They still haven't come up with a cure for a hangover; good luck cancer.
$3 wine plus diet sprite does not make good champagne.
does taste better than andre tho
She's going to get preggers, drop out of school, and end up working at mcdonalds. Great for our mcdoubles habit but bad for her future.
I just told a squirrel he was gonna suffocate because he was eating a plastic bag. and i stared at him till he spit it out. Its official, I love squirrels more than people. they actually listen.
Its not like i paid for sex. She was stuck there, we simply exchanged rides.
I'm the only one who goes to a bar and leaves with an extra twenty bucks and a pumpkin.
Girl. There is the cutest old gay here. He's approximately 100 years old and kind as shit.

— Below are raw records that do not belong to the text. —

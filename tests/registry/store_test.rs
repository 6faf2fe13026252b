// Registry Store Tests
// Every scenario runs against both the in-memory and the sled store

use chrono::{DateTime, Duration, TimeZone, Utc};
use peershare::registry::{MemoryRegistry, PeerAddress, RegistryError, RegistryStore, SledRegistry};
use std::sync::Arc;
use tempfile::TempDir;

fn t0() -> DateTime<Utc> {
    Utc.with_ymd_and_hms(2024, 5, 1, 12, 0, 0).unwrap()
}

fn addr(port: u16) -> PeerAddress {
    PeerAddress::new("10.0.0.1", port)
}

fn names(list: &[&str]) -> Vec<String> {
    list.iter().map(|s| s.to_string()).collect()
}

/// Both backends; the TempDir keeps the sled directory alive
fn backends() -> Vec<(&'static str, Arc<dyn RegistryStore>, Option<TempDir>)> {
    let temp_dir = TempDir::new().unwrap();
    let memory: Arc<dyn RegistryStore> = Arc::new(MemoryRegistry::new());
    let sled: Arc<dyn RegistryStore> = Arc::new(SledRegistry::open(temp_dir.path()).unwrap());
    vec![("memory", memory, None), ("sled", sled, Some(temp_dir))]
}

fn sorted_filenames(store: &dyn RegistryStore, threshold: DateTime<Utc>) -> Vec<String> {
    let mut files: Vec<String> = store
        .query_files(None, None, threshold)
        .unwrap()
        .into_iter()
        .map(|e| e.filename)
        .collect();
    files.sort();
    files
}

// ============================================================================
// REGISTRATION AND LOGIN
// ============================================================================

#[test]
fn test_register_twice_conflicts() {
    for (name, store, _dir) in backends() {
        store.register_peer("alice", "pw", &addr(5000), t0()).unwrap();
        let second = store.register_peer("alice", "other", &addr(5001), t0());
        assert_eq!(second, Err(RegistryError::Conflict), "{name}");

        // original row untouched
        let peer = store.peer("alice").unwrap().unwrap();
        assert_eq!(peer.password, "pw", "{name}");
        assert_eq!(peer.address, addr(5000), "{name}");
    }
}

#[test]
fn test_register_sets_both_timestamps() {
    for (name, store, _dir) in backends() {
        store.register_peer("alice", "pw", &addr(5000), t0()).unwrap();
        let peer = store.peer("alice").unwrap().unwrap();
        assert_eq!(peer.last_seen, t0(), "{name}");
        assert_eq!(peer.last_heartbeat, t0(), "{name}");
    }
}

#[test]
fn test_login_updates_address_and_last_seen() {
    for (name, store, _dir) in backends() {
        store.register_peer("alice", "pw", &addr(5000), t0()).unwrap();
        let later = t0() + Duration::seconds(10);
        let user = store
            .verify_and_touch("alice", "pw", &PeerAddress::new("10.0.0.9", 7000), later)
            .unwrap();
        assert_eq!(user, "alice", "{name}");

        let peer = store.peer("alice").unwrap().unwrap();
        assert_eq!(peer.address, PeerAddress::new("10.0.0.9", 7000), "{name}");
        assert_eq!(peer.last_seen, later, "{name}");
        assert_eq!(peer.last_heartbeat, t0(), "{name}");
    }
}

#[test]
fn test_login_rejects_wrong_password_and_unknown_user() {
    for (name, store, _dir) in backends() {
        store.register_peer("alice", "pw", &addr(5000), t0()).unwrap();
        assert_eq!(
            store.verify_and_touch("alice", "nope", &addr(5000), t0()),
            Err(RegistryError::InvalidCredentials),
            "{name}"
        );
        assert_eq!(
            store.verify_and_touch("bob", "pw", &addr(5000), t0()),
            Err(RegistryError::InvalidCredentials),
            "{name}"
        );
    }
}

// ============================================================================
// HEARTBEAT
// ============================================================================

#[test]
fn test_heartbeat_updates_row() {
    for (name, store, _dir) in backends() {
        store.register_peer("alice", "pw", &addr(5000), t0()).unwrap();
        let later = t0() + Duration::seconds(30);
        store.touch_heartbeat("alice", &addr(5005), later).unwrap();

        let peer = store.peer("alice").unwrap().unwrap();
        assert_eq!(peer.last_heartbeat, later, "{name}");
        assert_eq!(peer.address, addr(5005), "{name}");
    }
}

#[test]
fn test_heartbeat_for_unknown_peer_is_not_found() {
    for (name, store, _dir) in backends() {
        assert_eq!(
            store.touch_heartbeat("ghost", &addr(5000), t0()),
            Err(RegistryError::NotFound),
            "{name}"
        );
        assert!(store.peer("ghost").unwrap().is_none(), "{name}");
    }
}

// ============================================================================
// ANNOUNCEMENTS
// ============================================================================

#[test]
fn test_replace_files_replaces_whole_set() {
    for (name, store, _dir) in backends() {
        store.register_peer("alice", "pw", &addr(5000), t0()).unwrap();
        store
            .replace_files("alice", &names(&["a.txt", "b.txt"]), &addr(5000), t0())
            .unwrap();
        store
            .replace_files("alice", &names(&["c.txt"]), &addr(5000), t0())
            .unwrap();

        assert_eq!(sorted_filenames(store.as_ref(), t0()), vec!["c.txt"], "{name}");
    }
}

#[test]
fn test_empty_announcement_clears_files() {
    for (name, store, _dir) in backends() {
        store.register_peer("alice", "pw", &addr(5000), t0()).unwrap();
        store
            .replace_files("alice", &names(&["a.txt"]), &addr(5000), t0())
            .unwrap();
        store.replace_files("alice", &[], &addr(5000), t0()).unwrap();

        assert!(sorted_filenames(store.as_ref(), t0()).is_empty(), "{name}");
    }
}

#[test]
fn test_announcement_for_unknown_peer_rejected() {
    for (name, store, _dir) in backends() {
        assert_eq!(
            store.replace_files("ghost", &names(&["a.txt"]), &addr(5000), t0()),
            Err(RegistryError::UnknownPeer),
            "{name}"
        );
        assert!(sorted_filenames(store.as_ref(), t0()).is_empty(), "{name}");
    }
}

#[test]
fn test_entries_carry_announced_address() {
    for (name, store, _dir) in backends() {
        store.register_peer("alice", "pw", &addr(5000), t0()).unwrap();
        store
            .replace_files("alice", &names(&["a.txt"]), &PeerAddress::new("192.0.2.4", 6100), t0())
            .unwrap();

        let files = store.query_files(None, None, t0()).unwrap();
        assert_eq!(files.len(), 1, "{name}");
        assert_eq!(files[0].username, "alice", "{name}");
        assert_eq!(files[0].host, "192.0.2.4", "{name}");
        assert_eq!(files[0].port, 6100, "{name}");
        assert_eq!(files[0].shared_time, t0(), "{name}");
    }
}

#[test]
fn test_remove_files_keeps_peer() {
    for (name, store, _dir) in backends() {
        store.register_peer("alice", "pw", &addr(5000), t0()).unwrap();
        store
            .replace_files("alice", &names(&["a.txt"]), &addr(5000), t0())
            .unwrap();
        store.remove_files("alice").unwrap();

        assert!(sorted_filenames(store.as_ref(), t0()).is_empty(), "{name}");
        assert!(store.peer("alice").unwrap().is_some(), "{name}");
        assert!(store.verify_and_touch("alice", "pw", &addr(5000), t0()).is_ok(), "{name}");
    }
}

#[test]
fn test_remove_files_for_unknown_user_is_noop() {
    for (name, store, _dir) in backends() {
        assert!(store.remove_files("ghost").is_ok(), "{name}");
    }
}

// ============================================================================
// QUERIES
// ============================================================================

#[test]
fn test_query_filters_are_case_insensitive_substrings() {
    for (name, store, _dir) in backends() {
        store.register_peer("Alice", "pw", &addr(5000), t0()).unwrap();
        store.register_peer("bob", "pw", &addr(5001), t0()).unwrap();
        store
            .replace_files("Alice", &names(&["Report.PDF", "notes.txt"]), &addr(5000), t0())
            .unwrap();
        store
            .replace_files("bob", &names(&["report-draft.doc"]), &addr(5001), t0())
            .unwrap();

        let by_name = store.query_files(Some("report"), None, t0()).unwrap();
        assert_eq!(by_name.len(), 2, "{name}");

        let by_both = store.query_files(Some("REPORT"), Some("ali"), t0()).unwrap();
        assert_eq!(by_both.len(), 1, "{name}");
        assert_eq!(by_both[0].filename, "Report.PDF", "{name}");

        let empty_filters = store.query_files(Some(""), Some(""), t0()).unwrap();
        assert_eq!(empty_filters.len(), 3, "{name}");
    }
}

#[test]
fn test_query_hides_files_of_silent_peers() {
    for (name, store, _dir) in backends() {
        store.register_peer("alice", "pw", &addr(5000), t0()).unwrap();
        store.register_peer("bob", "pw", &addr(5001), t0()).unwrap();
        store
            .replace_files("alice", &names(&["a.txt"]), &addr(5000), t0())
            .unwrap();
        store
            .replace_files("bob", &names(&["b.txt"]), &addr(5001), t0())
            .unwrap();
        store
            .touch_heartbeat("bob", &addr(5001), t0() + Duration::seconds(50))
            .unwrap();

        // 106s after alice's last heartbeat, 56s after bob's
        let threshold = t0() + Duration::seconds(106) - Duration::seconds(60);
        assert_eq!(sorted_filenames(store.as_ref(), threshold), vec!["b.txt"], "{name}");

        // exactly at the threshold still counts as live
        assert_eq!(
            sorted_filenames(store.as_ref(), t0()),
            vec!["a.txt", "b.txt"],
            "{name}"
        );
    }
}

// ============================================================================
// EVICTION
// ============================================================================

#[test]
fn test_eviction_removes_peer_and_files() {
    for (name, store, _dir) in backends() {
        store.register_peer("alice", "pw", &addr(5000), t0()).unwrap();
        store.register_peer("bob", "pw", &addr(5001), t0()).unwrap();
        store
            .replace_files("alice", &names(&["a.txt"]), &addr(5000), t0())
            .unwrap();
        store
            .replace_files("bob", &names(&["b.txt"]), &addr(5001), t0())
            .unwrap();
        store
            .touch_heartbeat("bob", &addr(5001), t0() + Duration::seconds(50))
            .unwrap();

        let evicted = store.evict_stale_peers(t0() + Duration::seconds(1)).unwrap();
        assert_eq!(evicted, vec!["alice".to_string()], "{name}");
        assert!(store.peer("alice").unwrap().is_none(), "{name}");
        assert!(store.peer("bob").unwrap().is_some(), "{name}");

        // even with a permissive threshold alice's files are gone
        let files = store
            .query_files(None, None, t0() - Duration::days(1))
            .unwrap();
        assert_eq!(files.len(), 1, "{name}");
        assert_eq!(files[0].filename, "b.txt", "{name}");
    }
}

#[test]
fn test_eviction_boundary_is_inclusive() {
    for (name, store, _dir) in backends() {
        store.register_peer("alice", "pw", &addr(5000), t0()).unwrap();
        let evicted = store.evict_stale_peers(t0()).unwrap();
        assert!(evicted.is_empty(), "{name}");
        assert!(store.peer("alice").unwrap().is_some(), "{name}");
    }
}

#[test]
fn test_evicted_peer_can_register_again() {
    for (name, store, _dir) in backends() {
        store.register_peer("alice", "pw", &addr(5000), t0()).unwrap();
        store.evict_stale_peers(t0() + Duration::seconds(61)).unwrap();

        assert_eq!(
            store.touch_heartbeat("alice", &addr(5000), t0() + Duration::seconds(62)),
            Err(RegistryError::NotFound),
            "{name}"
        );
        assert!(store
            .register_peer("alice", "new", &addr(5000), t0() + Duration::seconds(63))
            .is_ok());
    }
}

#[test]
fn test_concurrent_announcements_never_interleave() {
    for (name, store, _dir) in backends() {
        store.register_peer("alice", "pw", &addr(5000), t0()).unwrap();

        let handles: Vec<_> = (0..8)
            .map(|i| {
                let store = store.clone();
                std::thread::spawn(move || {
                    let files = vec![format!("set{i}-a"), format!("set{i}-b")];
                    store.replace_files("alice", &files, &addr(5000), t0()).unwrap();
                })
            })
            .collect();
        for handle in handles {
            handle.join().unwrap();
        }

        let files = sorted_filenames(store.as_ref(), t0());
        assert_eq!(files.len(), 2, "{name}");
        let prefix = files[0].split('-').next().unwrap().to_string();
        assert!(files.iter().all(|f| f.starts_with(&prefix)), "{name}");
    }
}

#[test]
fn test_heartbeat_racing_sweep_is_all_or_nothing() {
    for (name, store, _dir) in backends() {
        let sweep_at = t0() + Duration::seconds(120);
        let users: Vec<String> = (0..50).map(|i| format!("peer{i}")).collect();
        for user in &users {
            store.register_peer(user, "pw", &addr(5000), t0()).unwrap();
        }

        let barrier = Arc::new(std::sync::Barrier::new(2));
        let heartbeats = {
            let store = store.clone();
            let barrier = barrier.clone();
            let users = users.clone();
            std::thread::spawn(move || {
                barrier.wait();
                users
                    .iter()
                    .map(|user| store.touch_heartbeat(user, &addr(5000), sweep_at).is_ok())
                    .collect::<Vec<bool>>()
            })
        };
        let sweeper = {
            let store = store.clone();
            std::thread::spawn(move || {
                barrier.wait();
                for _ in 0..20 {
                    store.evict_stale_peers(sweep_at).unwrap();
                }
            })
        };
        let accepted = heartbeats.join().unwrap();
        sweeper.join().unwrap();
        // anything the racing sweeps missed goes now
        store.evict_stale_peers(sweep_at).unwrap();

        for (user, accepted) in users.iter().zip(accepted) {
            let peer = store.peer(user).unwrap();
            assert_eq!(accepted, peer.is_some(), "{name}: {user}");
            if let Some(peer) = peer {
                assert_eq!(peer.last_heartbeat, sweep_at, "{name}: {user}");
            }
        }
    }
}

// ============================================================================
// SLED PERSISTENCE
// ============================================================================

#[test]
fn test_sled_registry_survives_reopen() {
    let temp_dir = TempDir::new().unwrap();
    {
        let store = SledRegistry::open(temp_dir.path()).unwrap();
        store.register_peer("alice", "pw", &addr(5000), t0()).unwrap();
        store
            .replace_files("alice", &names(&["a.txt"]), &addr(5000), t0())
            .unwrap();
        store.flush().unwrap();
    }

    let store = SledRegistry::open(temp_dir.path()).unwrap();
    assert_eq!(store.peer_count(), 1);
    assert_eq!(sorted_filenames(&store, t0()), vec!["a.txt"]);
}
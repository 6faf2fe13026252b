// Liveness Monitor - Evicts peers that stopped sending heartbeats
//
// Runs on its own schedule next to the request handlers and shares nothing
// with them except the registry store.

use crate::directory::clock::Clock;
use crate::directory::service::DirectoryService;
use crate::registry::{RegistryError, RegistryStore};
use chrono::Duration;
use std::sync::Arc;
use tokio::task::JoinHandle;
use tokio::time::MissedTickBehavior;
use tracing::{debug, error, info};

/// Default sweep period
pub const SWEEP_INTERVAL_SECS: u64 = 30;

/// Counters for completed sweeps
#[derive(Clone, Debug, Default, PartialEq, Eq)]
pub struct MonitorStats {
    pub sweeps: u64,
    pub failed_sweeps: u64,
    pub peers_evicted: u64,
}

/// Periodic stale-peer sweep
pub struct LivenessMonitor {
    store: Arc<dyn RegistryStore>,
    clock: Arc<dyn Clock>,
    window: Duration,
    interval: std::time::Duration,
    stats: MonitorStats,
}

impl LivenessMonitor {
    pub fn new(
        store: Arc<dyn RegistryStore>,
        clock: Arc<dyn Clock>,
        window: Duration,
        interval: std::time::Duration,
    ) -> Self {
        Self {
            store,
            clock,
            window,
            interval,
            stats: MonitorStats::default(),
        }
    }

    /// Monitor sharing the service's store, clock and window
    pub fn for_service(service: &DirectoryService, interval: std::time::Duration) -> Self {
        Self::new(
            service.store().clone(),
            service.clock().clone(),
            service.liveness_window(),
            interval,
        )
    }

    pub fn stats(&self) -> &MonitorStats {
        &self.stats
    }

    /// Run one sweep: evict every peer whose heartbeat is older than the window
    pub fn sweep_once(&mut self) -> Result<Vec<String>, RegistryError> {
        let threshold = self.clock.now() - self.window;
        match self.store.evict_stale_peers(threshold) {
            Ok(evicted) => {
                self.stats.sweeps += 1;
                self.stats.peers_evicted += evicted.len() as u64;
                Ok(evicted)
            }
            Err(e) => {
                self.stats.failed_sweeps += 1;
                Err(e)
            }
        }
    }

    /// Sweep forever; failures are logged and the schedule continues
    pub async fn run(mut self) {
        let mut ticker = tokio::time::interval(self.interval);
        ticker.set_missed_tick_behavior(MissedTickBehavior::Delay);

        info!(interval = ?self.interval, window_secs = self.window.num_seconds(), "liveness monitor started");
        loop {
            ticker.tick().await;
            match self.sweep_once() {
                Ok(evicted) if evicted.is_empty() => debug!("sweep found no stale peers"),
                Ok(evicted) => {
                    for username in &evicted {
                        info!(username = %username, "removed inactive peer and its files");
                    }
                }
                Err(e) => error!(error = %e, "liveness sweep failed"),
            }
        }
    }

    /// Start the sweep loop as a background task
    pub fn spawn(self) -> JoinHandle<()> {
        tokio::spawn(self.run())
    }
}
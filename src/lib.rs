//! Peershare - directory-assisted peer-to-peer file sharing.
//!
//! A central directory keeps track of registered peers, the files each one
//! announces and when each was last heard from. Files never pass through the
//! directory: peers fetch them from each other over a small raw TCP protocol.
//!
//! Credentials are stored and sent in plaintext, matching deployed peers.
//! This is not a recommendation; put the directory behind TLS and an
//! authenticating proxy when that matters.

pub mod config;
pub mod directory;
pub mod peer;
pub mod registry;
pub mod storage;
pub mod transfer;

pub use config::{ConfigError, DirectoryConfig, PeerConfig, TransferConfig};
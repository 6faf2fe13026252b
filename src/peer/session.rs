// Peer Session - A logged-in peer: listener, heartbeat and announcements
//
// start: bind listener -> login with its address -> heartbeat -> announce
// shutdown: disconnect -> stop heartbeat -> stop listener

use crate::config::{ConfigError, PeerConfig};
use crate::directory::FileQuery;
use crate::peer::client::{ClientError, DirectoryClient};
use crate::peer::heartbeat::HeartbeatLoop;
use crate::registry::{FileEntry, PeerAddress};
use crate::storage::{SharedDir, StorageError};
use crate::transfer::{
    ListenerError, ListenerHandle, PeerListener, TransferClient, TransferError, TransferHandle,
};
use std::future::Future;
use std::path::{Path, PathBuf};
use thiserror::Error;
use tokio::task::JoinHandle;
use tracing::{info, warn};

/// Session errors
#[derive(Error, Debug)]
pub enum SessionError {
    #[error(transparent)]
    Config(#[from] ConfigError),

    #[error(transparent)]
    Storage(#[from] StorageError),

    #[error(transparent)]
    Listener(#[from] ListenerError),

    #[error(transparent)]
    Directory(#[from] ClientError),

    #[error(transparent)]
    Transfer(#[from] TransferError),
}

/// A running peer
pub struct PeerSession {
    config: PeerConfig,
    username: String,
    address: PeerAddress,
    directory: DirectoryClient,
    shared: SharedDir,
    transfers: TransferClient,
    listener: ListenerHandle,
    heartbeat: JoinHandle<()>,
}

impl PeerSession {
    /// Log in and bring the peer online
    pub async fn start(config: PeerConfig, username: &str, password: &str) -> Result<Self, SessionError> {
        config.validate()?;

        let shared = SharedDir::open(&config.shared_dir).await?;
        tokio::fs::create_dir_all(&config.download_dir)
            .await
            .map_err(StorageError::from)?;

        let listener = PeerListener::bind(
            &config.listen_address,
            config.listen_port,
            shared.clone(),
            config.transfer.clone(),
        )
        .await?;
        let address = PeerAddress::new(config.resolve_advertise_host(), listener.local_addr()?.port());

        let directory = DirectoryClient::new(config.directory_url.clone());
        let username = directory.login(username, password, &address).await?;
        info!(username = %username, %address, "logged in");

        let listener = listener.spawn()?;
        let heartbeat = HeartbeatLoop::new(
            directory.clone(),
            &username,
            address.clone(),
            config.heartbeat_interval(),
        )
        .spawn();

        let session = Self {
            transfers: TransferClient::new(config.transfer.clone()),
            config,
            username,
            address,
            directory,
            shared,
            listener,
            heartbeat,
        };

        if let Err(e) = session.reannounce().await {
            session.stop_tasks();
            return Err(e);
        }
        Ok(session)
    }

    pub fn username(&self) -> &str {
        &self.username
    }

    /// Address advertised to the directory
    pub fn address(&self) -> &PeerAddress {
        &self.address
    }

    pub fn shared_dir(&self) -> &SharedDir {
        &self.shared
    }

    pub fn directory(&self) -> &DirectoryClient {
        &self.directory
    }

    pub fn is_serving(&self) -> bool {
        self.listener.is_running()
    }

    /// Announce the current contents of the shared folder, replacing the
    /// previous announcement. Returns the number of files announced.
    pub async fn reannounce(&self) -> Result<usize, SessionError> {
        let names = self.shared.list().await?;
        let count = names.len();
        self.directory
            .share_files(&self.username, names, &self.address)
            .await?;
        info!(username = %self.username, files = count, "announced shared files");
        Ok(count)
    }

    /// Copy `source` into the shared folder and announce it
    pub async fn share(&self, source: &Path) -> Result<String, SessionError> {
        let name = self.shared.add_file(source).await?;
        self.reannounce().await?;
        Ok(name)
    }

    /// Live files matching `query`
    pub async fn search(&self, query: &FileQuery) -> Result<Vec<FileEntry>, SessionError> {
        Ok(self.directory.search_files(query).await?)
    }

    /// Where a download of `filename` lands
    pub fn download_path(&self, filename: &str) -> Result<PathBuf, SessionError> {
        SharedDir::new(&self.config.download_dir)
            .resolve(filename)
            .ok_or_else(|| StorageError::InvalidName(filename.to_string()).into())
    }

    /// Fetch `entry` from its owner into the download folder
    pub async fn download(&self, entry: &FileEntry) -> Result<(PathBuf, u64), SessionError> {
        let destination = self.download_path(&entry.filename)?;
        let bytes = self
            .transfers
            .fetch(&entry.address(), &entry.filename, &destination)
            .await?;
        Ok((destination, bytes))
    }

    /// Start fetching `entry` in the background
    pub fn start_download(&self, entry: &FileEntry) -> Result<TransferHandle, SessionError> {
        let destination = self.download_path(&entry.filename)?;
        Ok(self
            .transfers
            .start(entry.address(), entry.filename.clone(), destination))
    }

    /// Keep serving and heartbeating until `signal` resolves, then shut down
    pub async fn run_until<F>(self, signal: F) -> Result<(), SessionError>
    where
        F: Future<Output = ()>,
    {
        signal.await;
        info!(username = %self.username, "shutting down");
        self.shutdown().await
    }

    /// Withdraw from the directory and stop serving
    pub async fn shutdown(self) -> Result<(), SessionError> {
        let result = self.directory.disconnect(&self.username).await;
        self.stop_tasks();
        match result {
            Ok(()) => {
                info!(username = %self.username, "disconnected");
                Ok(())
            }
            Err(e) => {
                warn!(username = %self.username, error = %e, "disconnect failed");
                Err(e.into())
            }
        }
    }

    fn stop_tasks(&self) {
        self.heartbeat.abort();
        self.listener.shutdown();
    }
}
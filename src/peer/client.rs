// Directory Client - HTTP calls from a peer to the directory server

use crate::directory::{
    CredentialsRequest, DisconnectRequest, FileQuery, FilesResponse, HeartbeatRequest,
    HeartbeatResponse, LoginResponse, MessageResponse, ShareFilesRequest,
};
use crate::registry::{FileEntry, PeerAddress};
use reqwest::StatusCode;
use serde::de::DeserializeOwned;
use serde::Serialize;
use thiserror::Error;
use tracing::debug;

/// Directory client errors
#[derive(Error, Debug)]
pub enum ClientError {
    #[error("HTTP error: {0}")]
    Http(#[from] reqwest::Error),

    #[error("Directory rejected request (status {status}): {message}")]
    Rejected { status: u16, message: String },
}

impl ClientError {
    /// Status code the directory answered with, if it answered at all
    pub fn status(&self) -> Option<u16> {
        match self {
            ClientError::Rejected { status, .. } => Some(*status),
            ClientError::Http(e) => e.status().map(|s| s.as_u16()),
        }
    }
}

/// Thin client for the directory routes
#[derive(Clone, Debug)]
pub struct DirectoryClient {
    client: reqwest::Client,
    base_url: String,
}

impl DirectoryClient {
    pub fn new(base_url: impl Into<String>) -> Self {
        Self {
            client: reqwest::Client::new(),
            base_url: base_url.into(),
        }
    }

    pub fn base_url(&self) -> &str {
        &self.base_url
    }

    fn endpoint(&self, path: &str) -> String {
        format!(
            "{}/{}",
            self.base_url.trim_end_matches('/'),
            path.trim_start_matches('/')
        )
    }

    pub async fn register(
        &self,
        username: &str,
        password: &str,
        address: &PeerAddress,
    ) -> Result<String, ClientError> {
        let body = CredentialsRequest::new(username, password, &address.host, address.port);
        let response: MessageResponse = self.post("register", &body).await?;
        Ok(response.message)
    }

    /// Log in and return the username confirmed by the directory
    pub async fn login(
        &self,
        username: &str,
        password: &str,
        address: &PeerAddress,
    ) -> Result<String, ClientError> {
        let body = CredentialsRequest::new(username, password, &address.host, address.port);
        let response: LoginResponse = self.post("login", &body).await?;
        Ok(response.username)
    }

    /// Returns false when the directory no longer knows the peer
    pub async fn heartbeat(&self, username: &str, address: &PeerAddress) -> Result<bool, ClientError> {
        let body = HeartbeatRequest::new(username, &address.host, address.port);
        let response: HeartbeatResponse = self.post("heartbeat", &body).await?;
        Ok(response.known)
    }

    pub async fn disconnect(&self, username: &str) -> Result<(), ClientError> {
        let _: MessageResponse = self.post("disconnect", &DisconnectRequest::new(username)).await?;
        Ok(())
    }

    /// Replace the announced file set
    pub async fn share_files(
        &self,
        username: &str,
        filenames: Vec<String>,
        address: &PeerAddress,
    ) -> Result<(), ClientError> {
        let body = ShareFilesRequest::new(username, filenames, &address.host, address.port);
        let _: MessageResponse = self.post("share_files", &body).await?;
        Ok(())
    }

    pub async fn list_files(&self, query: &FileQuery) -> Result<Vec<FileEntry>, ClientError> {
        self.files("files", query).await
    }

    pub async fn search_files(&self, query: &FileQuery) -> Result<Vec<FileEntry>, ClientError> {
        self.files("search_files", query).await
    }

    async fn files(&self, path: &str, query: &FileQuery) -> Result<Vec<FileEntry>, ClientError> {
        let response = self
            .client
            .get(self.endpoint(path))
            .query(query)
            .send()
            .await?;
        let files: FilesResponse = Self::decode(response).await?;
        Ok(files.into_entries())
    }

    async fn post<B, T>(&self, path: &str, body: &B) -> Result<T, ClientError>
    where
        B: Serialize + ?Sized,
        T: DeserializeOwned,
    {
        debug!(path, "directory request");
        let response = self.client.post(self.endpoint(path)).json(body).send().await?;
        Self::decode(response).await
    }

    async fn decode<T: DeserializeOwned>(response: reqwest::Response) -> Result<T, ClientError> {
        let status = response.status();
        if status.is_success() {
            return Ok(response.json::<T>().await?);
        }
        let message = match response.json::<MessageResponse>().await {
            Ok(body) => body.message,
            Err(_) => status
                .canonical_reason()
                .unwrap_or("unknown error")
                .to_string(),
        };
        Err(ClientError::Rejected {
            status: status.as_u16(),
            message,
        })
    }
}

/// Whether the directory refused because the peer row no longer exists
pub fn is_unknown_peer(err: &ClientError) -> bool {
    err.status() == Some(StatusCode::NOT_FOUND.as_u16())
}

by the way whatever wisdom you imparted upon me last night was lost to whatever i smoked out of a beer can.
the amount I squirted last night was insane. Im glad i ignored tlc's advice, i went chasing waterfalls and loved every god damn minute of it.
He used the ring emoji and we've gone out four times. What is my life.
man sorry about that. It's like god was willing me to be an asshole. I haven't filled my quota for the day
You're a goddess. Probably of destruction and dick jokes, or some shit, but man, lesser bitches wish they could be half as fab.
I think I may be going on too many job interviews. I've started to bring up Shonda Rhimes in my interview answers.
I was 40 minutes late to work today because I was getting fucked. Walked in to discover that it's apparently performance review day. Employee of the year.
My mom just woke me up with a cowboy hat and sunglasses on. It's 7 am and she's drunk.